The 49ers were picking late in each round, and it was going to be difficult for more than a handful of rookies to earn spots on the 53-man roster.
So Baalke drafted two players coming off significant knee injuries who were not expected to make any immediate contribution. Defensive lineman Tank Carradine, generally regarded as a first-round talent, was chosen in the second round. And one of college football’s best running backs, Marcus Lattimore, was selected in the fourth round.
In 2014, the 49ers had a second-round grade on guard Brandon Thomas. They picked him up in the third round after he sustained an ACL tear in a predraft workout. In the fifth round, cornerback Keith Reaser was selected after undergoing a second ACL surgery after the combine. And, again, in the seventh round, the 49ers went with fullback Trey Millard, another player rehabbing from a knee surgery.
Last year, the 49ers picked wide receiver DeAndre Smelter, whose college career ended with an ACL tear, in the fourth round.
Baalke said last week the 49ers’ philosophy has been “to layer it and take a chance on a guy who’s very talented that has more of an upside than some of the other guys.”
The 49ers have yet to experience success with that approach, but Baalke maintains he has no plan to back away from taking such calculated risks in the future.
“I don’t know that that’s something that I’ll veer away from moving forward,” he said.
“We’ve got 12 picks again and you’re not going to have 12 rookies, 12 draft picks, make your team. Will we look at it? If we feel the value’s right.”
The 49ers could have such a decision as early as the No. 7 overall pick.

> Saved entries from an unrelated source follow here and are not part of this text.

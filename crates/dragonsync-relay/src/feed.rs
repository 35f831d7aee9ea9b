// SPDX-License-Identifier: Apache-2.0 OR MIT
// Copyright (c) 2025-2026 naskel.com

//! Inbound feed listeners.
//!
//! Each feed is a UDP socket carrying one JSON message per datagram. The
//! listener classifies on its own task and pushes the resulting updates into
//! a bounded channel; a full channel applies backpressure to the socket
//! rather than dropping updates.

use crate::classifier::BurstClassifier;
use crate::config::FeedConfig;
use crate::stats::RelayStats;
use crate::update::TransmitterUpdate;
use chrono::Utc;
use socket2::{Domain, Protocol, Socket, Type};
use std::io;
use std::net::{Ipv4Addr, SocketAddr};
use std::sync::Arc;
use tokio::net::UdpSocket;
use tokio::sync::{mpsc, watch};
use tracing::{debug, info, warn};

/// Updates classified from one datagram.
pub type UpdateBatch = Vec<TransmitterUpdate>;

/// Bind a feed socket with `SO_REUSEADDR`, joining the multicast group if set.
pub fn bind_socket(config: &FeedConfig) -> io::Result<UdpSocket> {
    let domain = if config.bind.is_ipv4() {
        Domain::IPV4
    } else {
        Domain::IPV6
    };
    let socket = Socket::new(domain, Type::DGRAM, Some(Protocol::UDP))?;
    socket.set_reuse_address(true)?;
    socket.set_nonblocking(true)?;
    socket.bind(&config.bind.into())?;

    if let Some(group) = config.multicast_group {
        socket.join_multicast_v4(&group, &Ipv4Addr::UNSPECIFIED)?;
        debug!("Joined multicast group {} on {}", group, config.bind);
    }

    let std_socket: std::net::UdpSocket = socket.into();
    UdpSocket::from_std(std_socket)
}

/// Listener for one feed.
pub struct FeedListener {
    name: &'static str,
    socket: UdpSocket,
    max_datagram: usize,
    classifier: BurstClassifier,
    tx: mpsc::Sender<UpdateBatch>,
    stats: Arc<RelayStats>,
}

impl FeedListener {
    /// Bind the feed socket.
    pub fn bind(
        name: &'static str,
        config: &FeedConfig,
        tx: mpsc::Sender<UpdateBatch>,
        stats: Arc<RelayStats>,
    ) -> io::Result<Self> {
        let socket = bind_socket(config)?;
        info!("{} feed listening on {}", name, socket.local_addr()?);
        Ok(Self {
            name,
            socket,
            max_datagram: config.max_datagram,
            classifier: BurstClassifier::new(),
            tx,
            stats,
        })
    }

    pub fn local_addr(&self) -> io::Result<SocketAddr> {
        self.socket.local_addr()
    }

    /// Receive until shutdown or until the engine goes away.
    pub async fn run(self, mut shutdown: watch::Receiver<bool>) {
        let mut buf = vec![0u8; self.max_datagram];
        if *shutdown.borrow() {
            return;
        }

        loop {
            tokio::select! {
                result = self.socket.recv_from(&mut buf) => {
                    match result {
                        Ok((len, peer)) => {
                            let updates = self.ingest(&buf[..len], peer);
                            if updates.is_empty() {
                                continue;
                            }
                            if self.tx.send(updates).await.is_err() {
                                debug!("{} feed: engine stopped", self.name);
                                break;
                            }
                        }
                        Err(e) => {
                            warn!("{} feed receive error: {}", self.name, e);
                        }
                    }
                }
                _ = shutdown.changed() => {
                    debug!("{} feed shutting down", self.name);
                    break;
                }
            }
        }
    }

    fn ingest(&self, payload: &[u8], peer: SocketAddr) -> UpdateBatch {
        match self.classifier.try_classify(payload) {
            Ok(bursts) => {
                self.stats.record_burst(false);
                let received_at = Utc::now();
                let updates: UpdateBatch = bursts
                    .into_iter()
                    .flat_map(|b| b.into_updates(received_at))
                    .collect();
                debug!(
                    "{} feed: {} update(s) from {}",
                    self.name,
                    updates.len(),
                    peer
                );
                updates
            }
            Err(e) => {
                self.stats.record_burst(true);
                warn!(
                    "{} feed: discarding malformed message from {}: {}",
                    self.name, peer, e
                );
                Vec::new()
            }
        }
    }
}

#[cfg(test)]
mod tests {
    use super::*;
    use crate::update::TransmitterKind;
    use std::time::Duration;

    fn loopback() -> FeedConfig {
        FeedConfig::new(SocketAddr::from(([127, 0, 0, 1], 0)))
    }

    #[tokio::test]
    async fn test_listener_forwards_updates() {
        let stats = Arc::new(RelayStats::new());
        let (tx, mut rx) = mpsc::channel(4);
        let (shutdown_tx, shutdown_rx) = watch::channel(false);

        let listener = FeedListener::bind("drone", &loopback(), tx, stats.clone()).expect("bind");
        let addr = listener.local_addr().expect("local addr");
        let task = tokio::spawn(listener.run(shutdown_rx));

        let sender = UdpSocket::bind("127.0.0.1:0").await.expect("sender");
        sender.send_to(b"{not json", addr).await.expect("send");
        sender
            .send_to(br#"{"hwAddr": "AA:BB", "serial": "SN-9", "lat": 1.0, "lon": 2.0}"#, addr)
            .await
            .expect("send");

        let batch = tokio::time::timeout(Duration::from_secs(5), rx.recv())
            .await
            .expect("batch in time")
            .expect("channel open");
        assert_eq!(batch.len(), 1);
        assert_eq!(batch[0].kind, TransmitterKind::Drone);
        assert_eq!(batch[0].identity.serial.as_deref(), Some("SN-9"));

        let snapshot = stats.snapshot();
        assert_eq!(snapshot.bursts_received, 2);
        assert_eq!(snapshot.bursts_malformed, 1);

        shutdown_tx.send(true).expect("signal shutdown");
        tokio::time::timeout(Duration::from_secs(5), task)
            .await
            .expect("listener stops")
            .expect("listener task");
    }

    #[tokio::test]
    async fn test_bind_rejects_non_multicast_group() {
        let config = loopback().multicast(Ipv4Addr::new(10, 0, 0, 1));
        assert!(bind_socket(&config).is_err());
    }
}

UCLA linebacker Myles Jack rates as one of the top players in the draft. However, his college career ended with a torn meniscus cartilage in his right knee. There are varying opinions about his physical condition.
Jack has been diagnosed with chondral defect in his knee, Albert Breer of the NFL Network reported this week. Each team has to take into account and determine how the condition – and the risk of a shortened NFL career – impacts where Jack is stacked on their draft board. Baalke has yet to gamble with a pre-existing knee condition with a first-round pick.
Carradine and Reaser are the only players the 49ers drafted with knee injuries that have seen action.
Carradine has appeared in 23 games in his career with one start. Reaser last season played in 13 games, mostly on special teams. But Baalke said he remains firm in his belief that some of the gambles the 49ers have taken in the past will pay off.
After all, Lattimore (retired) and Millard (released) are the only players the 49ers drafted as they rehabbed from ACL injuries not currently on the team’s roster.
“I think Tank Carradine’s going to have a very good season this year. I really do,” Baalke said. “Brandon Thomas, we’ll see where he’s at with the new system, the new offense. And Keith Reaser, I think he showed last year at times, when he got into the games, which he didn’t get into many games, that he’s more than capable. Smelter looks good -- knock on wood -- looks very good.
“There’s value. Has it always panned out? No. But you go into it knowing that they’re not all going to pan out.”